Coordinated Care for ADHD
CAVU Funding: $20,000
Newly funded program launched winter 2009
The Coordinated Care for Attention Deficit Hyperactivity Disorder (CC-ADHD) pilot will employ a continuous quality improvement process to adapt an established model of adult depression care to the treatment of low-income children with ADHD. The goal of the initial phase is to optimize the performance of a novel ADHD care delivery system, and to assure that the care delivered under the system is evidence-based. CAVU has partnered with Boston Medical Center on this program, so that the program can be simultaneously implemented at BMC and, with CAVU's support, at Whittier Street Health Center.
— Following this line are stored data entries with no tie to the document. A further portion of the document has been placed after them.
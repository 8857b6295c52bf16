use crate::model::item::ItemId;
use crate::store::StoreError;
use std::error::Error;
use std::fmt::{Display, Formatter};

/// Result type used by tree model operations.
pub type TreeResult<T> = Result<T, TreeError>;

/// Errors from tree model operations and change replay.
#[derive(Debug)]
pub enum TreeError {
    /// Item id is not known to the model.
    NotFound(ItemId),
    /// Parent is unknown, detached or tombstoned.
    InvalidParent(ItemId),
    /// Position is outside `0..=len` of the parent's children.
    InvalidPosition {
        parent: ItemId,
        position: usize,
        len: usize,
    },
    /// Selection is empty, contains the root, spans several parents or has gaps.
    InvalidSelection(String),
    /// Reparent target is the item itself or one of its descendants.
    CycleRejected { item: ItemId, parent: ItemId },
    /// Move would leave the parent's bounds; nothing changed.
    BoundaryReached,
    /// Demote requested for a block that has no preceding sibling.
    NoPrecedingSibling(ItemId),
    /// Store write failed; the in-memory edit was rolled back.
    StoreUnavailable(StoreError),
    /// Incoming change record contradicts the local tree.
    MalformedChangeRecord { document: ItemId, reason: String },
}

impl Display for TreeError {
    fn fmt(&self, f: &mut Formatter<'_>) -> std::fmt::Result {
        match self {
            Self::NotFound(id) => write!(f, "item not found: {id}"),
            Self::InvalidParent(id) => write!(f, "invalid parent: {id}"),
            Self::InvalidPosition {
                parent,
                position,
                len,
            } => write!(
                f,
                "position {position} out of range for parent {parent} with {len} children"
            ),
            Self::InvalidSelection(message) => write!(f, "invalid selection: {message}"),
            Self::CycleRejected { item, parent } => write!(
                f,
                "move would create cycle: item {item} under parent {parent}"
            ),
            Self::BoundaryReached => write!(f, "move reached the parent boundary"),
            Self::NoPrecedingSibling(id) => write!(f, "item {id} has no preceding sibling"),
            Self::StoreUnavailable(err) => write!(f, "document store unavailable: {err}"),
            Self::MalformedChangeRecord { document, reason } => {
                write!(f, "malformed change record on {document}: {reason}")
            }
        }
    }
}

impl Error for TreeError {
    fn source(&self) -> Option<&(dyn Error + 'static)> {
        match self {
            Self::StoreUnavailable(err) => Some(err),
            _ => None,
        }
    }
}

impl From<StoreError> for TreeError {
    fn from(value: StoreError) -> Self {
        Self::StoreUnavailable(value)
    }
}

impl TreeError {
    /// Stable code used in log lines.
    pub fn code(&self) -> &'static str {
        match self {
            Self::NotFound(_) => "not_found",
            Self::InvalidParent(_) => "invalid_parent",
            Self::InvalidPosition { .. } => "invalid_position",
            Self::InvalidSelection(_) => "invalid_selection",
            Self::CycleRejected { .. } => "cycle_rejected",
            Self::BoundaryReached => "boundary_reached",
            Self::NoPrecedingSibling(_) => "no_preceding_sibling",
            Self::StoreUnavailable(_) => "store_unavailable",
            Self::MalformedChangeRecord { .. } => "malformed_change_record",
        }
    }
}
The CC-ADHD pilot borrows from the IMPACT model of depression care (Improving Mood - Providing Access to Collaborative Treatment), which aligns primary care providers with care managers to develop and implement guideline-based treatment plans. Like IMPACT, CC-ADHD will employ a care manager and a consultant ADHD specialist (a developmental behavioral pediatrician). The care manager will be trained in the principles of ADHD management, as well as in motivational interviewing.
The specific aims of CC-ADHD are to:
- Through a series of Plan-Do-Study-Act (PDSA) improvement cycles, the team will adapt the role of IMPACT’s two new designated team members – the care manager and the consultant specialist – to assist primary care providers in caring for children with ADHD.
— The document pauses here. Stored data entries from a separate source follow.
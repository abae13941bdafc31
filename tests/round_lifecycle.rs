use crate::{
    FakeGameApi,
    advance,
    run_engine,
    settle,
};
use crash_client::{
    ledger::SlipStatus,
    money::Money,
    reconciler::ClientGameState,
    snapshot::RoundSnapshot,
};

#[tokio::test(start_paused = true)]
async fn crash__loses_active_slips_without_touching_the_balance() {
    // given
    let api = FakeGameApi::serving(RoundSnapshot::waiting(8, 5.0), Money::from_units(100));

    run_engine(api.clone(), move |handle| async move {
        settle().await;
        let slip = handle.place_bet(Money::from_units(30)).await.unwrap();
        api.serve(RoundSnapshot::playing(8, 1.05));
        advance(600).await;
        let balance_in_flight = handle.view().balance;

        // when
        api.serve(RoundSnapshot::crashed(8, 1.10));
        advance(600).await;

        // then
        let view = handle.view();
        assert_eq!(view.state, ClientGameState::Crashed);
        assert_eq!(view.last_crash, Some(1.10));
        assert_eq!(view.multiplier, 1.10);
        let settled = view.slips.iter().find(|s| s.id == slip.id).unwrap();
        assert_eq!(settled.status, SlipStatus::Lost);
        assert_eq!(settled.payout, None);
        assert_eq!(view.balance, balance_in_flight);
        assert_eq!(view.balance, Money::from_units(70));
        assert!(api.calls().history >= 2);
    })
    .await;
}

#[tokio::test(start_paused = true)]
async fn safeguard__crashes_locally_once_the_target_is_reached() {
    // given
    let api = FakeGameApi::serving(
        RoundSnapshot::playing(4, 1.5).with_crash_point(2.40),
        Money::from_units(100),
    );

    run_engine(api.clone(), move |handle| async move {
        settle().await;
        assert_eq!(handle.view().state, ClientGameState::Playing);

        // when
        api.serve(RoundSnapshot::playing(4, 2.47).with_crash_point(2.40));
        advance(600).await;

        // then
        let view = handle.view();
        assert_eq!(view.state, ClientGameState::Crashed);
        assert_eq!(view.last_crash, Some(2.40));
        assert_eq!(view.multiplier, 2.40);
    })
    .await;
}

#[tokio::test(start_paused = true)]
async fn crash__is_shown_then_recovers_into_the_next_countdown() {
    // given
    let api = FakeGameApi::serving(RoundSnapshot::waiting(2, 5.0), Money::from_units(100));

    run_engine(api.clone(), move |handle| async move {
        settle().await;
        api.serve(RoundSnapshot::playing(2, 1.3));
        advance(600).await;
        api.serve(RoundSnapshot::crashed(2, 1.9));
        advance(600).await;
        assert_eq!(handle.view().state, ClientGameState::Crashed);

        // when
        api.serve(RoundSnapshot::waiting(3, 9.0));
        advance(3000).await;
        let recovering = handle.view();
        advance(1500).await;
        let next_round = handle.view();

        // then
        assert_eq!(recovering.state, ClientGameState::Recovering);
        assert_eq!(recovering.multiplier, 1.0);
        assert_eq!(next_round.state, ClientGameState::Waiting);
        assert_eq!(next_round.round_number, Some(3));
        assert_eq!(next_round.time_remaining, 9);
        assert_eq!(next_round.last_crash, Some(1.9));
        assert!(next_round.can_place_bet());
    })
    .await;
}

#[tokio::test(start_paused = true)]
async fn stale_round__is_ignored() {
    // given
    let api = FakeGameApi::serving(RoundSnapshot::waiting(6, 5.0), Money::from_units(100));

    run_engine(api.clone(), move |handle| async move {
        settle().await;
        let before = handle.view();

        // when
        api.serve(RoundSnapshot::waiting(5, 3.0));
        advance(1200).await;

        // then
        let after = handle.view();
        assert_eq!(after.round_number, Some(6));
        assert_eq!(after.time_remaining, before.time_remaining);
        assert_eq!(after.state, before.state);
        assert!(api.calls().polls >= 3);
    })
    .await;
}

#[tokio::test(start_paused = true)]
async fn new_round__settles_slips_of_an_unseen_flight() {
    // given
    let api = FakeGameApi::serving(RoundSnapshot::waiting(8, 5.0), Money::from_units(100));

    run_engine(api.clone(), move |handle| async move {
        settle().await;
        let slip = handle.place_bet(Money::from_units(30)).await.unwrap();

        // when
        api.serve(RoundSnapshot::waiting(9, 7.0));
        advance(600).await;

        // then
        let view = handle.view();
        assert_eq!(view.round_number, Some(9));
        assert_eq!(view.time_remaining, 7);
        assert_eq!(view.state, ClientGameState::Waiting);
        let settled = view.slips.iter().find(|s| s.id == slip.id).unwrap();
        assert_eq!(settled.status, SlipStatus::Lost);
        assert!(api.calls().active_bet_checks.contains(&9));
    })
    .await;
}

#[tokio::test(start_paused = true)]
async fn active_bet_check__reflects_the_server_answer() {
    // given
    let api = FakeGameApi::serving(RoundSnapshot::waiting(8, 5.0), Money::from_units(100));
    api.set_active_bet(true);

    run_engine(api.clone(), move |handle| async move {
        settle().await;

        // when
        api.serve(RoundSnapshot::playing(8, 1.02));
        advance(600).await;

        // then
        assert!(api.calls().active_bet_checks.contains(&8));
        assert_eq!(handle.view().server_reports_active_bet, Some(true));
    })
    .await;
}
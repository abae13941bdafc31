//! Client-side reconciliation engine for a polled, round-based crash game.
//!
//! The engine rebuilds the current round from periodic snapshots, validates
//! bets and cash-outs against the freshest phase, settles every slip exactly
//! once, and resynchronizes itself whenever its view appears stuck.

pub mod animator;
pub mod api;
pub mod config;
pub mod engine;
pub mod error;
pub mod http_client;
pub mod ledger;
pub mod money;
pub mod reconciler;
pub mod scheduler;
pub mod snapshot;
pub mod timer;
pub mod watchdog;

pub use engine::{
    Engine,
    EngineHandle,
    EngineView,
};
pub use error::CommandError;
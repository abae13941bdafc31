use std::time::Duration;
use tokio::time::Instant;

/// A named, owned deadline. Periodic timers re-arm themselves on `fire`;
/// one-shot timers disarm.
#[derive(Clone, Debug)]
pub struct Timer {
    name: &'static str,
    period: Option<Duration>,
    deadline: Option<Instant>,
}

impl Timer {
    pub fn periodic(name: &'static str, period: Duration) -> Self {
        Self {
            name,
            period: Some(period),
            deadline: None,
        }
    }

    pub fn one_shot(name: &'static str) -> Self {
        Self {
            name,
            period: None,
            deadline: None,
        }
    }

    pub fn name(&self) -> &'static str {
        self.name
    }

    pub fn period(&self) -> Option<Duration> {
        self.period
    }

    pub fn deadline(&self) -> Option<Instant> {
        self.deadline
    }

    pub fn is_armed(&self) -> bool {
        self.deadline.is_some()
    }

    /// Arms a periodic timer one period from `now`. One-shot timers need
    /// `start_in`.
    pub fn start(&mut self, now: Instant) {
        if let Some(period) = self.period {
            self.deadline = Some(now + period);
        }
    }

    pub fn start_in(&mut self, now: Instant, delay: Duration) {
        self.deadline = Some(now + delay);
    }

    /// Changes the period of a periodic timer, re-arming it if it was running.
    pub fn set_period(&mut self, now: Instant, period: Duration) {
        if self.period == Some(period) {
            return;
        }
        self.period = Some(period);
        if self.is_armed() {
            self.deadline = Some(now + period);
        }
    }

    pub fn stop(&mut self) {
        self.deadline = None;
    }

    pub fn is_due(&self, now: Instant) -> bool {
        self.deadline.is_some_and(|deadline| deadline <= now)
    }

    /// Consumes a due deadline. Returns whether the timer fired.
    pub fn fire(&mut self, now: Instant) -> bool {
        if !self.is_due(now) {
            return false;
        }
        self.deadline = self.period.map(|period| now + period);
        true
    }
}

/// Earliest deadline across a set of timers.
pub fn earliest<'a>(timers: impl IntoIterator<Item = &'a Timer>) -> Option<Instant> {
    timers.into_iter().filter_map(Timer::deadline).min()
}

#[cfg(test)]
mod tests {
    #![allow(non_snake_case)]
    use super::*;

    #[test]
    fn fire__rearms_periodic_and_disarms_one_shot() {
        // given
        let now = Instant::now();
        let mut poll = Timer::periodic("poll", Duration::from_millis(500));
        let mut resync = Timer::one_shot("resync");
        poll.start(now);
        resync.start_in(now, Duration::from_secs(2));

        // when
        let later = now + Duration::from_secs(2);
        let poll_fired = poll.fire(later);
        let resync_fired = resync.fire(later);

        // then
        assert!(poll_fired);
        assert!(resync_fired);
        assert_eq!(poll.deadline(), Some(later + Duration::from_millis(500)));
        assert!(!resync.is_armed());
    }

    #[test]
    fn fire__does_nothing_before_the_deadline() {
        let now = Instant::now();
        let mut timer = Timer::periodic("watchdog", Duration::from_secs(2));
        timer.start(now);

        assert!(!timer.fire(now + Duration::from_secs(1)));
        assert_eq!(timer.deadline(), Some(now + Duration::from_secs(2)));
    }

    #[test]
    fn set_period__rearms_only_a_running_timer() {
        let now = Instant::now();
        let mut running = Timer::periodic("poll", Duration::from_millis(500));
        let mut idle = Timer::periodic("poll", Duration::from_millis(500));
        running.start(now);

        running.set_period(now, Duration::from_secs(2));
        idle.set_period(now, Duration::from_secs(2));

        assert_eq!(running.deadline(), Some(now + Duration::from_secs(2)));
        assert!(!idle.is_armed());
    }

    #[test]
    fn earliest__ignores_stopped_timers() {
        let now = Instant::now();
        let mut a = Timer::periodic("a", Duration::from_secs(3));
        let b = Timer::periodic("b", Duration::from_secs(1));
        a.start(now);

        assert_eq!(earliest([&a, &b]), Some(now + Duration::from_secs(3)));
    }
}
- The team will monitor and optimize the implementation process through continuous tracking of standardized measures of adherence to ADHD management guidelines concerning diagnosis, treatment, outcomes tracking, and stepped care.
- The team will pilot test an optimized system to assess individual patient and family outcomes: the burden of ADHD symptoms, school performance, social skills, parental stress, and parental depression.